[Work required]
Print the data exactly as it is given, please.

"""

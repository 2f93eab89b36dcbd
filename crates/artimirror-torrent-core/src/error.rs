//! Error types for torrent core services.

use std::error::Error;
use std::io;
use std::path::{Path, PathBuf};
use std::time::Duration;

use thiserror::Error;

use crate::bencode::BencodeError;

/// Primary error type for metadata and engine operations.
#[derive(Debug, Error)]
pub enum TorrentError {
    /// Filesystem I/O failed while reading, hashing, or writing.
    #[error("torrent i/o failed")]
    Io {
        /// Operation identifier.
        operation: &'static str,
        /// Path involved in the failure.
        path: PathBuf,
        /// Underlying I/O error.
        #[source]
        source: io::Error,
    },
    /// Operation exceeded its wall-clock bound.
    #[error("torrent operation timed out")]
    Timeout {
        /// Operation identifier.
        operation: &'static str,
        /// Bound that was exceeded.
        limit: Duration,
    },
    /// Operation was cancelled because the engine stopped.
    #[error("torrent operation interrupted")]
    Interrupted {
        /// Operation identifier.
        operation: &'static str,
    },
    /// Operation is not supported by the underlying engine.
    #[error("torrent operation not supported")]
    Unsupported {
        /// Operation identifier.
        operation: &'static str,
    },
    /// Too few peers hold the object to attempt a transfer.
    #[error("not enough peers")]
    NotEnoughPeers {
        /// Minimum peers the caller asked for.
        required: usize,
        /// Peers found when the attempt gave up.
        found: usize,
    },
    /// Engine has not been started.
    #[error("distribution engine is not running")]
    NotRunning {
        /// Operation identifier.
        operation: &'static str,
    },
    /// Request arguments were rejected before any work was done.
    #[error("invalid torrent request")]
    InvalidRequest {
        /// Operation identifier.
        operation: &'static str,
        /// Machine-readable reason for the rejection.
        reason: &'static str,
    },
    /// Metadata bytes did not decode.
    #[error("malformed torrent metadata")]
    Bencode {
        /// Underlying decode failure.
        #[source]
        source: BencodeError,
    },
    /// Metadata decoded but is structurally invalid.
    #[error("invalid torrent metadata")]
    InvalidMetadata {
        /// Machine-readable reason for the rejection.
        reason: &'static str,
    },
    /// Downloaded data failed verification against the metadata.
    #[error("piece verification failed")]
    Corrupt {
        /// Index of the first piece that could not be verified.
        piece: usize,
    },
    /// Unrecoverable engine failure.
    #[error("internal engine failure")]
    Internal {
        /// Operation identifier.
        operation: &'static str,
        /// Underlying failure.
        #[source]
        source: Box<dyn Error + Send + Sync>,
    },
}

impl TorrentError {
    /// Build an [`TorrentError::Io`] for the given operation and path.
    #[must_use]
    pub fn io(operation: &'static str, path: &Path, source: io::Error) -> Self {
        Self::Io {
            operation,
            path: path.to_path_buf(),
            source,
        }
    }

    /// Whether the error is an unrecoverable engine failure.
    #[must_use]
    pub const fn is_internal(&self) -> bool {
        matches!(self, Self::Internal { .. })
    }
}

impl From<BencodeError> for TorrentError {
    fn from(source: BencodeError) -> Self {
        Self::Bencode { source }
    }
}

/// Convenience alias for torrent operation results.
pub type TorrentResult<T> = Result<T, TorrentError>;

"""

[Expected answer]
repository 2f93eab89b36dcbd
filename crates/artimirror-torrent-core/src/error.rs
//! Error types for torrent core services.

use std::error::Error;
use std::io;
use std::path::{Path, PathBuf};
use std::time::Duration;

use thiserror::Error;

use crate::bencode::BencodeError;

/// Primary error type for metadata and engine operations.
#[derive(Debug, Error)]
pub enum TorrentError {
    /// Filesystem I/O failed while reading, hashing, or writing.
    #[error("torrent i/o failed")]
    Io {
        /// Operation identifier.
        operation: &'static str,
        /// Path involved in the failure.
        path: PathBuf,
        /// Underlying I/O error.
        #[source]
        source: io::Error,
    },
    /// Operation exceeded its wall-clock bound.
    #[error("torrent operation timed out")]
    Timeout {
        /// Operation identifier.
        operation: &'static str,
        /// Bound that was exceeded.
        limit: Duration,
    },
    /// Operation was cancelled because the engine stopped.
    #[error("torrent operation interrupted")]
    Interrupted {
        /// Operation identifier.
        operation: &'static str,
    },
    /// Operation is not supported by the underlying engine.
    #[error("torrent operation not supported")]
    Unsupported {
        /// Operation identifier.
        operation: &'static str,
    },
    /// Too few peers hold the object to attempt a transfer.
    #[error("not enough peers")]
    NotEnoughPeers {
        /// Minimum peers the caller asked for.
        required: usize,
        /// Peers found when the attempt gave up.
        found: usize,
    },
    /// Engine has not been started.
    #[error("distribution engine is not running")]
    NotRunning {
        /// Operation identifier.
        operation: &'static str,
    },
    /// Request arguments were rejected before any work was done.
    #[error("invalid torrent request")]
    InvalidRequest {
        /// Operation identifier.
        operation: &'static str,
        /// Machine-readable reason for the rejection.
        reason: &'static str,
    },
    /// Metadata bytes did not decode.
    #[error("malformed torrent metadata")]
    Bencode {
        /// Underlying decode failure.
        #[source]
        source: BencodeError,
    },
    /// Metadata decoded but is structurally invalid.
    #[error("invalid torrent metadata")]
    InvalidMetadata {
        /// Machine-readable reason for the rejection.
        reason: &'static str,
    },
    /// Downloaded data failed verification against the metadata.
    #[error("piece verification failed")]
    Corrupt {
        /// Index of the first piece that could not be verified.
        piece: usize,
    },
    /// Unrecoverable engine failure.
    #[error("internal engine failure")]
    Internal {
        /// Operation identifier.
        operation: &'static str,
        /// Underlying failure.
        #[source]
        source: Box<dyn Error + Send + Sync>,
    },
}

impl TorrentError {
    /// Build an [`TorrentError::Io`] for the given operation and path.
    #[must_use]
    pub fn io(operation: &'static str, path: &Path, source: io::Error) -> Self {
        Self::Io {
            operation,
            path: path.to_path_buf(),
            source,
        }
    }

    /// Whether the error is an unrecoverable engine failure.
    #[must_use]
    pub const fn is_internal(&self) -> bool {
        matches!(self, Self::Internal { .. })
    }
}

impl From<BencodeError> for TorrentError {
    fn from(source: BencodeError) -> Self {
        Self::Bencode { source }
    }
}

/// Convenience alias for torrent operation results.
pub type TorrentResult<T> = Result<T, TorrentError>;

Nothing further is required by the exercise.